For a scalar field in $\mathrm{AdS}_{d+1}$,

$$m^2L^2=\Delta(\Delta-d).$$

The two roots are

$$\Delta_\pm=\frac d2\pm\sqrt{\frac{d^2}{4}+m^2L^2}.$$

The standard quantization uses $\Delta=\Delta_+$ unless alternative quantization is explicitly discussed.

The most common field/operator pairs are:

Bulk field	Boundary operator
scalar $\phi$	scalar primary $\mathcal O$
metric $g_{MN}$	stress tensor $T_{\mu\nu}$
gauge field $A_M^a$	conserved current $J_\mu^a$
graviton	energy and momentum transport
bulk mass	CFT scaling dimension
bulk spin	CFT spin
radial position	RG scale

The radial direction is not literally the energy scale, but in holographic renormalization the radial cutoff plays the role of a UV cutoff in the boundary theory.

Common equation labels in prose

Because these notes are written as webpages rather than as a single book, equations are usually referred to by their content rather than by global equation numbers. For example:

• “the scalar two-point function” means $\langle \mathcal O(x)\mathcal O(0)\rangle=C_{\mathcal O}/(x^2)^\Delta$;
• “the mass-dimension relation” means $m^2L^2=\Delta(\Delta-d)$;
• “the crossing equation” means equality of different OPE expansions of the same four-point function;
• “the state-operator map” means $\mathcal O(0)|0\rangle\leftrightarrow |\mathcal O\rangle$.
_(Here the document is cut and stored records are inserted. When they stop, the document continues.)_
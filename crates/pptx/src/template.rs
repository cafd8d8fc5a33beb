//! The bundled bootstrap template.
//!
//! A plain 4:3 deck with one slide master, the eleven standard layouts and
//! an Office theme. Layout index 5 is "Title Only".

use crate::document::PptxDocument;
use crate::package::{Package, CONTENT_TYPES_PART};
use crate::rels::{Relationships, RT_SLIDE_MASTER};
use lyric_core::{Error, Result, SlideDeck, DEFAULT_LAYOUT_INDEX};
use std::fs;
use std::path::Path;

/// Title given to the single slide of a freshly created template.
pub const SAMPLE_TITLE: &str = "Sample Title";

/// Number of layouts in the bundled slide master.
const LAYOUT_COUNT: usize = 11;

const LAYOUTS: [&str; LAYOUT_COUNT] = [
    include_str!("../resources/slideLayouts/slideLayout1.xml"),
    include_str!("../resources/slideLayouts/slideLayout2.xml"),
    include_str!("../resources/slideLayouts/slideLayout3.xml"),
    include_str!("../resources/slideLayouts/slideLayout4.xml"),
    include_str!("../resources/slideLayouts/slideLayout5.xml"),
    include_str!("../resources/slideLayouts/slideLayout6.xml"),
    include_str!("../resources/slideLayouts/slideLayout7.xml"),
    include_str!("../resources/slideLayouts/slideLayout8.xml"),
    include_str!("../resources/slideLayouts/slideLayout9.xml"),
    include_str!("../resources/slideLayouts/slideLayout10.xml"),
    include_str!("../resources/slideLayouts/slideLayout11.xml"),
];

const FIXED_PARTS: &[(&str, &str)] = &[
    (
        CONTENT_TYPES_PART,
        include_str!("../resources/content_types.xml"),
    ),
    ("_rels/.rels", include_str!("../resources/rels/root.rels")),
    (
        "docProps/core.xml",
        include_str!("../resources/docProps/core.xml"),
    ),
    (
        "docProps/app.xml",
        include_str!("../resources/docProps/app.xml"),
    ),
    (
        "ppt/presentation.xml",
        include_str!("../resources/presentation.xml"),
    ),
    (
        "ppt/_rels/presentation.xml.rels",
        include_str!("../resources/rels/presentation.xml.rels"),
    ),
    ("ppt/presProps.xml", include_str!("../resources/presProps.xml")),
    ("ppt/viewProps.xml", include_str!("../resources/viewProps.xml")),
    (
        "ppt/tableStyles.xml",
        include_str!("../resources/tableStyles.xml"),
    ),
    (
        "ppt/slideMasters/slideMaster1.xml",
        include_str!("../resources/slideMasters/slideMaster1.xml"),
    ),
    (
        "ppt/slideMasters/_rels/slideMaster1.xml.rels",
        include_str!("../resources/rels/slideMaster1.xml.rels"),
    ),
    (
        "ppt/theme/theme1.xml",
        include_str!("../resources/theme/theme1.xml"),
    ),
];

/// Build the bundled template package in memory.
pub fn bundled_package() -> Package {
    let mut package = Package::new();

    for (name, xml) in FIXED_PARTS {
        package.set_part(*name, *xml);
    }

    // Every layout points back at the single master.
    let mut layout_rels = Relationships::new();
    layout_rels.add(RT_SLIDE_MASTER, "../slideMasters/slideMaster1.xml");
    let layout_rels = layout_rels.to_xml();

    for (i, xml) in LAYOUTS.iter().enumerate() {
        let number = i + 1;
        package.set_part(format!("ppt/slideLayouts/slideLayout{}.xml", number), *xml);
        package.set_part(
            format!("ppt/slideLayouts/_rels/slideLayout{}.xml.rels", number),
            layout_rels.as_str(),
        );
    }

    package
}

/// Write a new template at `path` holding one "Title Only" slide titled
/// [`SAMPLE_TITLE`].
///
/// Refuses to overwrite an existing file. Missing parent directories are
/// created.
pub fn create_template(path: &Path) -> Result<()> {
    if path.exists() {
        return Err(Error::DestinationExists(path.to_path_buf()));
    }
    if let Some(parent) = path.parent().filter(|p| !p.as_os_str().is_empty()) {
        fs::create_dir_all(parent)?;
    }

    let mut document = PptxDocument::from_package(bundled_package())?;
    let slide = document.add_slide(DEFAULT_LAYOUT_INDEX)?;
    let title = slide.title_index().ok_or(Error::MissingTitle {
        slide: slide.number,
    })?;
    slide.shapes[title].set_text(SAMPLE_TITLE);

    document.save(path)?;
    log::info!("Created template {}", path.display());
    Ok(())
}

#[cfg(test)]
mod tests {
    use super::*;
    use crate::reader::DeckReader;
    use std::fs::File;

    #[test]
    fn test_bundled_package_parts() {
        let package = bundled_package();

        assert!(package.contains("ppt/presentation.xml"));
        assert!(package.contains("ppt/slideLayouts/slideLayout11.xml"));
        assert!(package.contains("ppt/slideLayouts/_rels/slideLayout6.xml.rels"));
        assert!(!package.part_names().any(|n| n.starts_with("ppt/slides/")));

        let rels = package
            .xml_part("ppt/slideLayouts/_rels/slideLayout1.xml.rels")
            .unwrap();
        let rels = Relationships::parse(&rels).unwrap();
        assert_eq!(
            rels.of_type(RT_SLIDE_MASTER).next().unwrap().target,
            "../slideMasters/slideMaster1.xml"
        );
    }

    #[test]
    fn test_create_template_writes_sample_slide() {
        let dir = tempfile::tempdir().unwrap();
        let path = dir.path().join("nested").join("template.pptx");

        create_template(&path).unwrap();

        let contents = DeckReader::new().read(File::open(&path).unwrap()).unwrap();
        assert_eq!(contents.slides.len(), 1);
        let slide = &contents.slides[0];
        assert_eq!(slide.layout_name.as_deref(), Some("Title Only"));
        assert_eq!(slide.title().unwrap().text(), SAMPLE_TITLE);
    }

    #[test]
    fn test_create_template_refuses_existing_file() {
        let dir = tempfile::tempdir().unwrap();
        let path = dir.path().join("template.pptx");
        fs::write(&path, b"keep me").unwrap();

        let err = create_template(&path).unwrap_err();
        assert!(matches!(err, Error::DestinationExists(_)));
        assert_eq!(fs::read(&path).unwrap(), b"keep me");
    }
}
This avoids making each page depend on a global numbering system.

A few convention traps

$d$ versus $D$

In these notes, $d$ almost always means the boundary CFT dimension. The bulk dimension is $d+1$. Some references use $D$ for the bulk dimension; when comparing formulas, check whether the formula was written for $d$ or $D$.
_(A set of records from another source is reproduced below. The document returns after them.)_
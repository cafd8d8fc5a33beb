//! Reading generated decks back into slides.

use crate::document::main_part_name;
use crate::layout::{parse_placeholder, SlideLayout};
use crate::package::{rels_part_for, resolve_target, Package};
use crate::presentation::PresentationInfo;
use crate::rels::{Relationships, RT_SLIDE_LAYOUT};
use crate::xml::{attribute, local_name, numeric_attribute, xml_error};
use lyric_core::{
    Alignment, Geometry, Paragraph, Result, Shape, Slide, SlideSize, TextFrame, VerticalAnchor,
};
use quick_xml::events::{BytesStart, Event};
use quick_xml::Reader;
use serde::Serialize;
use std::io::{Read, Seek};

/// Slides of a deck, as read from disk.
#[derive(Debug, Clone, Serialize)]
pub struct DeckContents {
    /// Dimensions shared by every slide, if declared.
    pub slide_size: Option<SlideSize>,

    /// Slides in presentation order.
    pub slides: Vec<Slide>,
}

/// Reader for PPTX decks.
pub struct DeckReader;

impl DeckReader {
    /// Create a new deck reader.
    pub fn new() -> Self {
        Self
    }

    /// Read a PPTX file from a reader.
    pub fn read<R: Read + Seek>(&self, reader: R) -> Result<DeckContents> {
        let package = Package::from_reader(reader)?;
        self.read_package(&package)
    }

    /// Read the slides of an in-memory package.
    pub fn read_package(&self, package: &Package) -> Result<DeckContents> {
        let presentation_part = main_part_name(package)?;
        let info = PresentationInfo::parse(&package.xml_part(&presentation_part)?)?;
        let rels = Relationships::parse(&package.xml_part(&rels_part_for(&presentation_part))?)?;

        let mut slides = Vec::with_capacity(info.slides.len());
        for (_, rel_id) in &info.slides {
            let Some(rel) = rels.get(rel_id).filter(|r| !r.is_external()) else {
                log::warn!("Slide relationship {} is missing, skipping", rel_id);
                continue;
            };
            let slide_part = resolve_target(&presentation_part, &rel.target);
            let mut slide = parse_slide(&package.xml_part(&slide_part)?, slides.len() + 1)?;
            slide.layout_name = layout_name(package, &slide_part);
            slides.push(slide);
        }

        Ok(DeckContents {
            slide_size: info.slide_size,
            slides,
        })
    }
}

impl Default for DeckReader {
    fn default() -> Self {
        Self::new()
    }
}

/// Name of the layout a slide part was built from, if it can be found.
fn layout_name(package: &Package, slide_part: &str) -> Option<String> {
    let rels_xml = package.xml_part(&rels_part_for(slide_part)).ok()?;
    let rels = Relationships::parse(&rels_xml).ok()?;
    let target = rels.of_type(RT_SLIDE_LAYOUT).next()?;
    let layout_part = resolve_target(slide_part, &target.target);
    let layout = SlideLayout::parse(&layout_part, &package.xml_part(&layout_part).ok()?).ok()?;
    Some(layout.name).filter(|n| !n.is_empty())
}

/// Geometry pieces collected while inside `<p:spPr>`.
#[derive(Debug, Default)]
struct XfrmParts {
    offset: Option<(i64, i64)>,
    extent: Option<(i64, i64)>,
}

impl XfrmParts {
    fn geometry(&self) -> Option<Geometry> {
        let (left, top) = self.offset?;
        let (width, height) = self.extent?;
        Some(Geometry {
            left,
            top,
            width,
            height,
        })
    }
}

/// Parse the shapes of a slide part.
pub fn parse_slide(xml: &str, number: usize) -> Result<Slide> {
    let mut slide = Slide::new(number);
    let mut reader = Reader::from_str(xml);

    let mut current_shape: Option<Shape> = None;
    let mut xfrm = XfrmParts::default();
    let mut in_shape_props = false;
    let mut in_text_run = false;
    let mut paragraph: Option<Paragraph> = None;

    loop {
        match reader.read_event() {
            Ok(Event::Start(ref e)) => {
                let name = e.name();
                match local_name(name.as_ref()) {
                    b"sp" => {
                        current_shape = Some(Shape {
                            id: 0,
                            name: String::new(),
                            placeholder: None,
                            geometry: None,
                            text_frame: None,
                        });
                        xfrm = XfrmParts::default();
                    }
                    b"spPr" => in_shape_props = true,
                    b"txBody" => {
                        if let Some(ref mut shape) = current_shape {
                            shape.text_frame = Some(TextFrame {
                                paragraphs: Vec::new(),
                                anchor: None,
                            });
                        }
                    }
                    b"p" => paragraph = Some(Paragraph::default()),
                    b"t" => in_text_run = paragraph.is_some(),
                    _ => read_shape_attributes(
                        e,
                        &mut current_shape,
                        &mut xfrm,
                        in_shape_props,
                        &mut paragraph,
                    )?,
                }
            }
            Ok(Event::Empty(ref e)) => {
                let name = e.name();
                match local_name(name.as_ref()) {
                    b"spPr" => {}
                    b"p" => {
                        if let Some(frame) =
                            current_shape.as_mut().and_then(|s| s.text_frame.as_mut())
                        {
                            frame.paragraphs.push(Paragraph::default());
                        }
                    }
                    _ => read_shape_attributes(
                        e,
                        &mut current_shape,
                        &mut xfrm,
                        in_shape_props,
                        &mut paragraph,
                    )?,
                }
            }
            Ok(Event::Text(ref e)) => {
                if in_text_run {
                    if let Some(ref mut p) = paragraph {
                        let text = e
                            .unescape()
                            .map_err(|err| xml_error("Error reading slide text", err))?;
                        p.text.push_str(&text);
                    }
                }
            }
            Ok(Event::End(ref e)) => {
                let name = e.name();
                match local_name(name.as_ref()) {
                    b"sp" => {
                        if let Some(mut shape) = current_shape.take() {
                            shape.geometry = xfrm.geometry();
                            slide.shapes.push(shape);
                        }
                        in_shape_props = false;
                    }
                    b"spPr" => in_shape_props = false,
                    b"t" => in_text_run = false,
                    b"p" => {
                        if let Some(p) = paragraph.take() {
                            if let Some(frame) =
                                current_shape.as_mut().and_then(|s| s.text_frame.as_mut())
                            {
                                frame.paragraphs.push(p);
                            }
                        }
                    }
                    b"txBody" => {
                        if let Some(frame) =
                            current_shape.as_mut().and_then(|s| s.text_frame.as_mut())
                        {
                            if frame.paragraphs.is_empty() {
                                frame.paragraphs.push(Paragraph::default());
                            }
                        }
                    }
                    _ => {}
                }
            }
            Ok(Event::Eof) => break,
            Err(e) => return Err(xml_error("Error parsing slide", e)),
            _ => {}
        }
    }

    Ok(slide)
}

/// Pick up attributes of elements nested in a shape.
fn read_shape_attributes(
    e: &BytesStart<'_>,
    current_shape: &mut Option<Shape>,
    xfrm: &mut XfrmParts,
    in_shape_props: bool,
    paragraph: &mut Option<Paragraph>,
) -> Result<()> {
    let Some(shape) = current_shape.as_mut() else {
        return Ok(());
    };

    match local_name(e.name().as_ref()) {
        b"cNvPr" => {
            shape.id = numeric_attribute(e, b"id").unwrap_or(0);
            shape.name = attribute(e, b"name")?.unwrap_or_default();
        }
        b"ph" => shape.placeholder = Some(parse_placeholder(e)?),
        b"off" if in_shape_props => {
            if let (Some(x), Some(y)) = (numeric_attribute(e, b"x"), numeric_attribute(e, b"y")) {
                xfrm.offset = Some((x, y));
            }
        }
        b"ext" if in_shape_props => {
            let cx = numeric_attribute(e, b"cx");
            let cy = numeric_attribute(e, b"cy");
            if let (Some(cx), Some(cy)) = (cx, cy) {
                xfrm.extent = Some((cx, cy));
            }
        }
        b"bodyPr" => {
            if let Some(frame) = shape.text_frame.as_mut() {
                frame.anchor = attribute(e, b"anchor")?
                    .as_deref()
                    .and_then(VerticalAnchor::from_ooxml);
            }
        }
        b"pPr" => {
            if let Some(p) = paragraph.as_mut() {
                p.alignment = attribute(e, b"algn")?
                    .as_deref()
                    .and_then(Alignment::from_ooxml);
            }
        }
        b"br" => {
            if let Some(p) = paragraph.as_mut() {
                p.text.push('\u{b}');
            }
        }
        _ => {}
    }

    Ok(())
}

#[cfg(test)]
mod tests {
    use super::*;
    use crate::writer::slide_xml;
    use lyric_core::{Placeholder, PlaceholderType};

    #[test]
    fn test_parse_written_slide() {
        let mut slide = Slide::new(1);
        let mut title = Shape::from_placeholder(2, Placeholder::new(PlaceholderType::Title, 0));
        title.set_text("Amazing grace\nHow sweet\u{b}the sound");
        title.text_frame_mut().align_first_paragraph(Alignment::Center);
        title.text_frame_mut().anchor = Some(VerticalAnchor::Middle);
        title.geometry = Some(Geometry {
            left: 1,
            top: 2,
            width: 3,
            height: 4,
        });
        slide.shapes.push(title.clone());
        slide
            .shapes
            .push(Shape::from_placeholder(3, Placeholder::new(PlaceholderType::Picture, 1)));

        let parsed = parse_slide(&slide_xml(&slide), 1).unwrap();
        assert_eq!(parsed, slide);
    }

    #[test]
    fn test_parse_slide_text_keeps_inner_spaces() {
        let xml = r#"<p:sld xmlns:a="a" xmlns:p="p"><p:cSld><p:spTree>
            <p:sp><p:nvSpPr><p:cNvPr id="4" name="Box"/><p:cNvSpPr/><p:nvPr/></p:nvSpPr><p:spPr/>
            <p:txBody><a:bodyPr anchor="b"/><a:p><a:r><a:t>  indented </a:t></a:r><a:r><a:t>line</a:t></a:r></a:p></p:txBody></p:sp>
        </p:spTree></p:cSld></p:sld>"#;

        let slide = parse_slide(xml, 7).unwrap();
        assert_eq!(slide.number, 7);
        assert_eq!(slide.shapes.len(), 1);
        assert_eq!(slide.shapes[0].name, "Box");
        assert_eq!(slide.shapes[0].text(), "  indented line");
        assert_eq!(
            slide.shapes[0].text_frame.as_ref().unwrap().anchor,
            Some(VerticalAnchor::Bottom)
        );
    }
}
$z$ in two-dimensional CFT versus AdS radial coordinate

In two-dimensional CFT, $z$ is the complex coordinate. In Poincare AdS, many references also use $z$ for the radial coordinate. To avoid confusion, these notes may write the AdS radial coordinate as $z_{\mathrm{AdS}}$, $u$, or simply state the convention on the page.

$c$ as central charge versus speed of light

In two-dimensional CFT, $c$ denotes the Virasoro central charge. The speed of light is set to one and is not denoted by $c$.

$N$ versus $\mathcal N$

The symbol $N$ usually means gauge-group rank or a large-$N$ parameter. The symbol $\mathcal N$ denotes the number of supersymmetries in common physics notation, as in $\mathcal N=4$ SYM.
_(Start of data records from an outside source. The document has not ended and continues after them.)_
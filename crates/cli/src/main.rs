//! CLI tool for turning stanza text into PowerPoint slide decks.

use anyhow::{Context, Result};
use clap::{Parser, Subcommand};
use lyric_core::{Slide, DEFAULT_LAYOUT_INDEX};
use lyric_pptx::{
    create_template, DeckGenerator, DeckReader, GenerationReport, GeneratorConfig,
    DEFAULT_OUTPUT_NAME, DEFAULT_TEMPLATE_PATH,
};
use std::fs::File;
use std::io::{self, BufReader, Read};
use std::path::{Path, PathBuf};

/// Build PowerPoint slide decks from lyrics, one slide per stanza.
#[derive(Parser, Debug)]
#[command(name = "lyric-slides")]
#[command(author, version, about, long_about = None)]
struct Args {
    #[command(subcommand)]
    command: Command,

    /// Verbose output
    #[arg(short, long, global = true)]
    verbose: bool,
}

#[derive(Subcommand, Debug)]
enum Command {
    /// Generate a deck with one slide per stanza.
    Generate {
        /// Text file with stanzas separated by blank lines (stdin if omitted or "-")
        input: Option<PathBuf>,

        /// Template presentation to build slides from
        #[arg(short, long, default_value = DEFAULT_TEMPLATE_PATH)]
        template: PathBuf,

        /// Output file; ".pptx" is appended unless the name already ends in it
        #[arg(short, long, default_value = DEFAULT_OUTPUT_NAME)]
        output: PathBuf,

        /// Index of the slide layout each slide is built from
        #[arg(short, long, default_value_t = DEFAULT_LAYOUT_INDEX)]
        layout: usize,

        /// Print a JSON report instead of a message
        #[arg(long)]
        json: bool,
    },

    /// Write the bundled starter template.
    InitTemplate {
        /// Where to write the template
        #[arg(short, long, default_value = DEFAULT_TEMPLATE_PATH)]
        template: PathBuf,
    },

    /// List the slides and shape text of an existing deck.
    Inspect {
        /// Deck to read
        deck: PathBuf,

        /// Print JSON instead of text
        #[arg(long)]
        json: bool,
    },
}

fn main() -> Result<()> {
    let args = Args::parse();

    // Initialize logging
    if args.verbose {
        env_logger::Builder::from_env(env_logger::Env::default().default_filter_or("debug")).init();
    } else {
        env_logger::Builder::from_env(env_logger::Env::default().default_filter_or("warn")).init();
    }

    run(args.command)
}

fn run(command: Command) -> Result<()> {
    match command {
        Command::Generate {
            input,
            template,
            output,
            layout,
            json,
        } => {
            let text = read_input(input.as_deref())?;
            log::debug!("Read {} bytes of lyrics", text.len());
            let config = GeneratorConfig::default()
                .with_template(template)
                .with_layout_index(layout);
            let report = DeckGenerator::new(config).generate(&text, &output)?;
            print_report(&report, json)
        }
        Command::InitTemplate { template } => {
            create_template(&template)
                .with_context(|| format!("Failed to create template {}", template.display()))?;
            println!("Created template at {}", template.display());
            Ok(())
        }
        Command::Inspect { deck, json } => inspect(&deck, json),
    }
}

/// Read the lyrics from a file, or from stdin for `None` and `-`.
fn read_input(input: Option<&Path>) -> Result<String> {
    let mut text = String::new();
    match input {
        Some(path) if path != Path::new("-") => {
            let file =
                File::open(path).with_context(|| format!("Failed to open {}", path.display()))?;
            BufReader::new(file)
                .read_to_string(&mut text)
                .with_context(|| format!("Failed to read {}", path.display()))?;
        }
        _ => {
            io::stdin()
                .read_to_string(&mut text)
                .context("Failed to read stdin")?;
        }
    }
    Ok(text)
}

fn print_report(report: &GenerationReport, json: bool) -> Result<()> {
    if json {
        println!("{}", serde_json::to_string_pretty(report)?);
    } else {
        println!("Saved presentation to {}", report.output.display());
    }
    Ok(())
}

/// Print the slides of a deck.
fn inspect(deck: &Path, json: bool) -> Result<()> {
    let file = File::open(deck).with_context(|| format!("Failed to open {}", deck.display()))?;
    let contents = DeckReader::new()
        .read(BufReader::new(file))
        .with_context(|| format!("Failed to read {}", deck.display()))?;

    if json {
        println!("{}", serde_json::to_string_pretty(&contents)?);
        return Ok(());
    }

    for slide in &contents.slides {
        print!("{}", describe_slide(slide));
    }
    Ok(())
}

/// Human-readable outline of one slide.
fn describe_slide(slide: &Slide) -> String {
    let mut out = format!(
        "Slide {} ({})\n",
        slide.number,
        slide.layout_name.as_deref().unwrap_or("unknown layout")
    );
    for shape in &slide.shapes {
        out.push_str(&format!("  [{}]", shape.name));
        if let Some(geometry) = shape.geometry {
            out.push_str(&format!(
                " at ({}, {}) size {}x{}",
                geometry.left, geometry.top, geometry.width, geometry.height
            ));
        }
        out.push('\n');
        for line in shape.text().lines() {
            out.push_str(&format!("    {}\n", line));
        }
    }
    out
}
$\tau$ as twist, torus modulus, or Yang-Mills coupling

The symbol $\tau$ has three common meanings:

$$\tau=\Delta-\ell \quad\text{twist},$$ $$\tau=\tau_1+i\tau_2 \quad\text{torus modular parameter},$$ $$\tau_{\mathrm{YM}}=\frac{\theta}{2\pi}+\frac{4\pi i}{g_{\mathrm{YM}}^2} \quad\text{complexified Yang-Mills coupling}.$$

The context should make the meaning clear; when it does not, the notes add a subscript.

Exercises

Exercise 1: check the dimension of the scalar two-point function

Let a scalar primary have dimension $\Delta$. Show that

$$\langle \mathcal O(x)\mathcal O(0)\rangle =\frac{C}{(x^2)^\Delta}$$

has the correct scaling behavior under $x\mapsto \lambda x$.

Solution

A scalar primary has scaling dimension $\Delta$, so a two-point function of two such operators must scale as $\lambda^{-2\Delta}$. The proposed expression gives

$$\frac{C}{((\lambda x)^2)^\Delta} = \frac{C}{(\lambda^2x^2)^\Delta} = \lambda^{-2\Delta}\frac{C}{(x^2)^\Delta}.$$

This is exactly the required scaling.

Exercise 2: recover $\Delta$ and spin from two-dimensional weights

A two-dimensional primary has weights $(h,\bar h)$. Under a rotation,

$$z\mapsto e^{i\theta}z, \qquad \bar z\mapsto e^{-i\theta}\bar z.$$

Using the primary transformation law, show that the scaling dimension and spin are

$$\Delta=h+\bar h, \qquad s=h-\bar h.$$

Solution

Under a scale transformation $z\mapsto \lambda z$ and $\bar z\mapsto \lambda\bar z$, a primary transforms with a factor

$$\lambda^{-h}\lambda^{-\bar h}=\lambda^{-(h+\bar h)}.$$

Therefore $\Delta=h+\bar h$.

Under a rotation,

$$\frac{dw}{dz}=e^{i\theta}, \qquad \frac{d\bar w}{d\bar z}=e^{-i\theta}.$$

The primary transformation factor is

$$(e^{i\theta})^{-h}(e^{-i\theta})^{-\bar h} =e^{-i(h-\bar h)\theta}.$$

The coefficient of $-i\theta$ is the spin, so $s=h-\bar h$.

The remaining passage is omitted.